The opportunity to help Pulley identify the next market opportunity for growth toward decacorn status was an amazing opportunity. In addition to my functional leadeship on Design (hiring, operations, design systems, and IC work on the core product), I advised and aligned leadership on an approach for customer discovery and product discovery.
After months of research and exploration, we have started to converge on a direction that allows executives to accelerate strategic alignment, consolidate data from multiple sources, and increase trust and credibility, all while leveraging an AI-native product experience. This central UX for strategic collaboration is what we came to refer to as a "canvas".
This particular exploration came after about a month into product discovery. We spent the previous weeks exploring a component and system architecture, with a focus on API integrations for strategic business context, agentic collaboration, and iterating on strategic artifacts. Grant acknowledged that while many executive collaborators would continue to create strategic artifacts in their preferred systems, what we would ultimately sell to customers was an opinionated framework that would consume those artifacts.
"Likely, the functional leaders are gonna create plans, and then we're gonna import them into the structure. But I'm missing the structure of the doc. And if we had that, then I could create new hiring plan on pulley. I could create new annual plan on pulley. I create new equity plan on pulley. And to me, that's the thing we're gonna sell."
The resulting exploration is an extensible framework that allows executives to scaffold collaboration for any strategic job to be done, from annual planning to department-level headcount planning, to financial projections.
Prior to embarking on customer discovery or product discovery, I facilitated many brainstorming sessions with leadership focused on articulating our North Star mission and hypothesizing an ICP. A theme emerged, as observed by Grant: "The CFO is the only person that’s aligned 100% with the founder. Everyone else on the exec team may have their own agenda, but the CFO is responsible for the business health of the whole company."
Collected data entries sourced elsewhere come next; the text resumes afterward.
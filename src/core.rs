use std::sync::{Arc, RwLock};
use std::time::Duration;

use flume::Sender;

use crate::actions::AppAction;
use crate::state::{now_millis, AppState, CallInvite, PresenceDelta, Screen, UserRef};
use crate::updates::{AppUpdate, CallRole, CoreMsg, InternalEvent};

mod calls;
mod config;
mod notify;
mod presence;
pub mod services;
pub mod signal;
pub mod tab_store;
mod translation;

use config::{load_app_config, AppConfig};
use notify::NotifyGate;
use presence::{EnsureOutcome, PresenceCache};
use services::Services;
use tab_store::TabStore;
use translation::TranslationRuntime;

/// How long a presence-gated alert waits for a usable presence value before
/// being suppressed outright.
const ALERT_GATE_WINDOW_MS: i64 = 30_000;

/// Work parked until the originating user's presence resolves.
#[derive(Debug)]
enum PresenceGated {
    Ring {
        invite: CallInvite,
    },
    MessageAlert {
        sender: UserRef,
        text: String,
        created_at: i64,
    },
    FriendAlert {
        sender: UserRef,
        created_at: i64,
    },
}

impl PresenceGated {
    fn user_id(&self) -> &str {
        match self {
            PresenceGated::Ring { invite } => &invite.from_user.id,
            PresenceGated::MessageAlert { sender, .. } => &sender.id,
            PresenceGated::FriendAlert { sender, .. } => &sender.id,
        }
    }

    fn deadline(&self, ring_window_ms: i64) -> i64 {
        match self {
            PresenceGated::Ring { invite } => invite.created_at + ring_window_ms,
            PresenceGated::MessageAlert { created_at, .. } => created_at + ALERT_GATE_WINDOW_MS,
            PresenceGated::FriendAlert { created_at, .. } => created_at + ALERT_GATE_WINDOW_MS,
        }
    }
}

pub(crate) struct AppCore {
    pub state: AppState,
    rev: u64,

    update_sender: Sender<AppUpdate>,
    core_sender: Sender<CoreMsg>,
    shared_state: Arc<RwLock<AppState>>,

    local_user: UserRef,
    config: AppConfig,
    runtime: tokio::runtime::Runtime,
    services: Services,
    store: TabStore,

    presence: PresenceCache,
    presence_waiters: Vec<PresenceGated>,
    pipelines: TranslationRuntime,
    notify: NotifyGate,

    // Remembered for the call screen's back action.
    last_chat_peer: Option<String>,
}

impl AppCore {
    #[allow(clippy::too_many_arguments)]
    pub(crate) fn new(
        update_sender: Sender<AppUpdate>,
        core_sender: Sender<CoreMsg>,
        data_dir: String,
        local_user: UserRef,
        services: Services,
        store: TabStore,
        shared_state: Arc<RwLock<AppState>>,
    ) -> Self {
        let config = load_app_config(&data_dir);
        let mut state = AppState::empty();
        if let Some(lang) = config
            .target_language
            .as_deref()
            .map(str::trim)
            .filter(|s| !s.is_empty())
        {
            state.translation.target_language = lang.to_string();
        }

        let runtime = tokio::runtime::Builder::new_multi_thread()
            .worker_threads(2)
            .enable_time()
            .enable_io()
            .build()
            .expect("tokio runtime");

        let mut this = Self {
            state,
            rev: 0,
            update_sender,
            core_sender,
            shared_state,
            local_user,
            config,
            runtime,
            services,
            store,
            presence: PresenceCache::new(),
            presence_waiters: Vec::new(),
            pipelines: TranslationRuntime::default(),
            notify: NotifyGate::default(),
            last_chat_peer: None,
        };

        // Another tab may already be ringing; hydrate both slots and let
        // expiry timers re-arm locally.
        this.restore_call_slots_from_store();
        this.next_rev();
        let snapshot = this.state.clone();
        this.emit(AppUpdate::FullState(snapshot));
        this
    }

    pub(crate) fn handle_message(&mut self, msg: CoreMsg) {
        match msg {
            CoreMsg::Action(action) => {
                tracing::info!(action = action.tag(), "dispatch");
                self.handle_action(action);
            }
            CoreMsg::Internal(internal) => self.handle_internal(*internal),
        }
    }

    fn handle_action(&mut self, action: AppAction) {
        match action {
            AppAction::PushScreen { screen } => self.navigate_to(screen),
            AppAction::OpenChat { peer_id } => {
                self.last_chat_peer = Some(peer_id.clone());
                self.navigate_to(Screen::Chat { peer_id });
            }
            AppAction::StartCall { to_user } => self.handle_start_call(to_user),
            AppAction::AcceptIncomingCall => self.handle_accept_incoming(),
            AppAction::DeclineIncomingCall => self.handle_decline_incoming(),
            AppAction::LeaveCall => self.handle_leave_call(),
            AppAction::SetTranslationEnabled { enabled } => {
                self.handle_set_translation_enabled(enabled)
            }
            AppAction::SetTargetLanguage { language } => self.handle_set_target_language(language),
            AppAction::ClearToast => {
                if self.state.toast.take().is_some() {
                    self.emit_toast();
                }
            }
        }
    }

    fn handle_internal(&mut self, internal: InternalEvent) {
        match internal {
            InternalEvent::ChatMessageReceived {
                conversation_id,
                message_id,
                sender,
                text,
            } => self.handle_inbound_chat(&conversation_id, message_id, sender, text),
            InternalEvent::PresencePushed { user_id, online } => {
                self.presence.push(&user_id, online);
                self.evaluate_presence_waiters();
                self.check_ringing_caller_presence();
            }
            InternalEvent::PresenceBatchResolved { resolved } => {
                self.presence.resolve(&resolved, now_millis());
                self.evaluate_presence_waiters();
                self.check_ringing_caller_presence();
            }
            InternalEvent::RingTimerFired {
                role,
                call_id,
                created_at,
            } => self.handle_ring_timer(role, &call_id, created_at),
            InternalEvent::StorageChanged { slot } => self.handle_storage_changed(slot),
            InternalEvent::ParticipantJoined {
                session_id,
                user_id,
                has_audio,
            } => self.handle_participant_joined(session_id, user_id, has_audio),
            InternalEvent::ParticipantLeft { session_id } => {
                self.handle_participant_left(&session_id)
            }
            InternalEvent::AudioSegmentCaptured {
                session_id,
                user_id,
                audio,
            } => self.handle_audio_segment(session_id, user_id, audio),
            InternalEvent::TranslationCycleDone {
                session_id,
                user_id,
                outcome,
            } => self.handle_cycle_done(&session_id, &user_id, outcome),
            InternalEvent::FriendRequestsFetched { requests } => {
                self.handle_friend_requests(requests)
            }
            InternalEvent::Toast(msg) => {
                tracing::info!(msg, "toast");
                self.toast(msg);
            }
        }
    }

    // --- presence gating -------------------------------------------------

    /// Run `waiter` once the originating user's presence is usable; unknown
    /// presence suppresses rather than guesses.
    fn gate_on_presence(&mut self, user_id: &str, waiter: PresenceGated) {
        let now = now_millis();
        match self.presence.ensure([user_id], now) {
            EnsureOutcome::Fresh => self.decide_presence_waiter(waiter),
            EnsureOutcome::Batch(ids) => {
                self.spawn_presence_query(ids);
                self.presence_waiters.push(waiter);
            }
            EnsureOutcome::Busy => self.presence_waiters.push(waiter),
        }
    }

    fn evaluate_presence_waiters(&mut self) {
        let now = now_millis();
        let ring_window = self.ring_window_ms();
        let waiters = std::mem::take(&mut self.presence_waiters);
        for waiter in waiters {
            if now >= waiter.deadline(ring_window) {
                tracing::debug!(user = waiter.user_id(), "presence wait expired");
                continue;
            }
            if self.presence.known(waiter.user_id()).is_some() {
                self.decide_presence_waiter(waiter);
            } else if self.presence.awaiting(waiter.user_id()) {
                // A lookup that may still answer for this id is pending;
                // kick the next batch if one can start and keep waiting.
                let id = waiter.user_id().to_string();
                if let EnsureOutcome::Batch(ids) = self.presence.ensure([id.as_str()], now) {
                    self.spawn_presence_query(ids);
                }
                self.presence_waiters.push(waiter);
            } else {
                // The lookup concluded without a value. One round, then
                // decide; unknown presence suppresses.
                self.decide_presence_waiter(waiter);
            }
        }
    }

    fn decide_presence_waiter(&mut self, waiter: PresenceGated) {
        let online = self.presence.known(waiter.user_id()) == Some(true);
        if !online {
            tracing::debug!(user = waiter.user_id(), "suppressed: originator not online");
            return;
        }
        match waiter {
            PresenceGated::Ring { invite } => self.ring_incoming(invite),
            PresenceGated::MessageAlert { sender, text, .. } => {
                let title = if sender.display_name.is_empty() {
                    "New message".to_string()
                } else {
                    sender.display_name
                };
                self.post_notification(title, text, sender.avatar_url);
            }
            PresenceGated::FriendAlert { sender, .. } => {
                let name = if sender.display_name.is_empty() {
                    "Someone".to_string()
                } else {
                    sender.display_name
                };
                self.post_notification(
                    "Friend Request".to_string(),
                    format!("{name} sent you a friend request"),
                    sender.avatar_url,
                );
            }
        }
    }

    fn spawn_presence_query(&self, ids: Vec<String>) {
        let tx = self.core_sender.clone();
        if !self.network_enabled() {
            // Resolve the in-flight batch with nothing so the gate reopens.
            let _ = tx.send(CoreMsg::Internal(Box::new(
                InternalEvent::PresenceBatchResolved {
                    resolved: PresenceDelta::new(),
                },
            )));
            return;
        }
        let svc = self.services.presence.clone();
        self.runtime.spawn(async move {
            let resolved = match svc.query(ids).await {
                Ok(map) => map,
                Err(err) => {
                    // Swallowed: callers must treat an unresolved id as
                    // "unknown, do not act".
                    tracing::debug!(%err, "presence lookup failed");
                    PresenceDelta::new()
                }
            };
            let _ = tx.send(CoreMsg::Internal(Box::new(
                InternalEvent::PresenceBatchResolved { resolved },
            )));
        });
    }

    // --- outbound plumbing ------------------------------------------------

    fn publish_chat(&self, conversation_id: String, text: String, failure_context: &'static str) {
        if !self.network_enabled() {
            return;
        }
        let chat = self.services.chat.clone();
        let tx = self.core_sender.clone();
        self.runtime.spawn(async move {
            if let Err(err) = chat.publish(conversation_id, text).await {
                let _ = tx.send(CoreMsg::Internal(Box::new(InternalEvent::Toast(format!(
                    "{failure_context}: {err}"
                )))));
            }
        });
    }

    fn arm_ring_timer(&self, role: CallRole, call_id: String, created_at: i64, fire_at: i64) {
        let tx = self.core_sender.clone();
        let delay = (fire_at - now_millis()).max(0) as u64;
        self.runtime.spawn(async move {
            tokio::time::sleep(Duration::from_millis(delay)).await;
            let _ = tx.send(CoreMsg::Internal(Box::new(InternalEvent::RingTimerFired {
                role,
                call_id,
                created_at,
            })));
        });
    }

    // --- state emission ---------------------------------------------------

    fn next_rev(&mut self) -> u64 {
        self.rev += 1;
        self.state.rev = self.rev;
        self.rev
    }

    fn emit(&mut self, update: AppUpdate) {
        self.commit_state();
        let _ = self.update_sender.send(update);
    }

    fn commit_state(&self) {
        let snapshot = self.state.clone();
        match self.shared_state.write() {
            Ok(mut g) => *g = snapshot,
            Err(poison) => *poison.into_inner() = snapshot,
        }
    }

    fn emit_router(&mut self) {
        let rev = self.next_rev();
        self.emit(AppUpdate::RouterChanged {
            rev,
            router: self.state.router.clone(),
        });
    }

    fn emit_outgoing_call(&mut self) {
        let rev = self.next_rev();
        self.emit(AppUpdate::OutgoingCallChanged {
            rev,
            ticket: self.state.outgoing_call.clone(),
        });
    }

    fn emit_incoming_call(&mut self) {
        let rev = self.next_rev();
        self.emit(AppUpdate::IncomingCallChanged {
            rev,
            invite: self.state.incoming_call.clone(),
        });
    }

    fn emit_translation(&mut self) {
        let rev = self.next_rev();
        self.emit(AppUpdate::TranslationChanged {
            rev,
            translation: self.state.translation.clone(),
        });
    }

    fn emit_toast(&mut self) {
        let rev = self.next_rev();
        self.emit(AppUpdate::ToastChanged {
            rev,
            toast: self.state.toast.clone(),
        });
    }

    fn toast(&mut self, msg: impl Into<String>) {
        // Kept in state until the UI explicitly clears it, so a snapshot
        // resync still shows it.
        self.state.toast = Some(msg.into());
        self.emit_toast();
    }

    fn post_notification(&mut self, title: String, subtitle: String, image: String) {
        let rev = self.next_rev();
        self.emit(AppUpdate::NotificationPosted {
            rev,
            title,
            subtitle,
            image,
        });
    }

    fn navigate_to(&mut self, screen: Screen) {
        if self.state.router.current() == &screen {
            return;
        }
        self.state.router.screen_stack.push(screen);
        self.emit_router();
    }
}
use crate::state::{PeerRef, Screen};

#[derive(Debug, Clone)]
pub enum AppAction {
    // Navigation
    PushScreen { screen: Screen },
    OpenChat { peer_id: String },

    // Call signaling
    StartCall { to_user: PeerRef },
    AcceptIncomingCall,
    DeclineIncomingCall,
    LeaveCall,

    // Translation
    SetTranslationEnabled { enabled: bool },
    SetTargetLanguage { language: String },

    // UI
    ClearToast,
}

impl AppAction {
    /// Log-safe action tag.
    pub fn tag(&self) -> &'static str {
        match self {
            AppAction::PushScreen { .. } => "PushScreen",
            AppAction::OpenChat { .. } => "OpenChat",
            AppAction::StartCall { .. } => "StartCall",
            AppAction::AcceptIncomingCall => "AcceptIncomingCall",
            AppAction::DeclineIncomingCall => "DeclineIncomingCall",
            AppAction::LeaveCall => "LeaveCall",
            AppAction::SetTranslationEnabled { .. } => "SetTranslationEnabled",
            AppAction::SetTargetLanguage { .. } => "SetTargetLanguage",
            AppAction::ClearToast => "ClearToast",
        }
    }
}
Through this lens, the team moved to customer discovery, interviewing 20 finance leaders and surveying 679 executives. We identified the following opportunities when it comes to how finance leads collaborate with executive teams:
Aside from these top-level opportunities, we also identified some task-level pain points in the finance leader's planning journey that would inform how we approached product discovery.
Through our interviews and surveys, we repeated heard concerns about: fragmented insights between departments, difficulty driving alignment on realistic revenue goals, and siloed decision-making processes.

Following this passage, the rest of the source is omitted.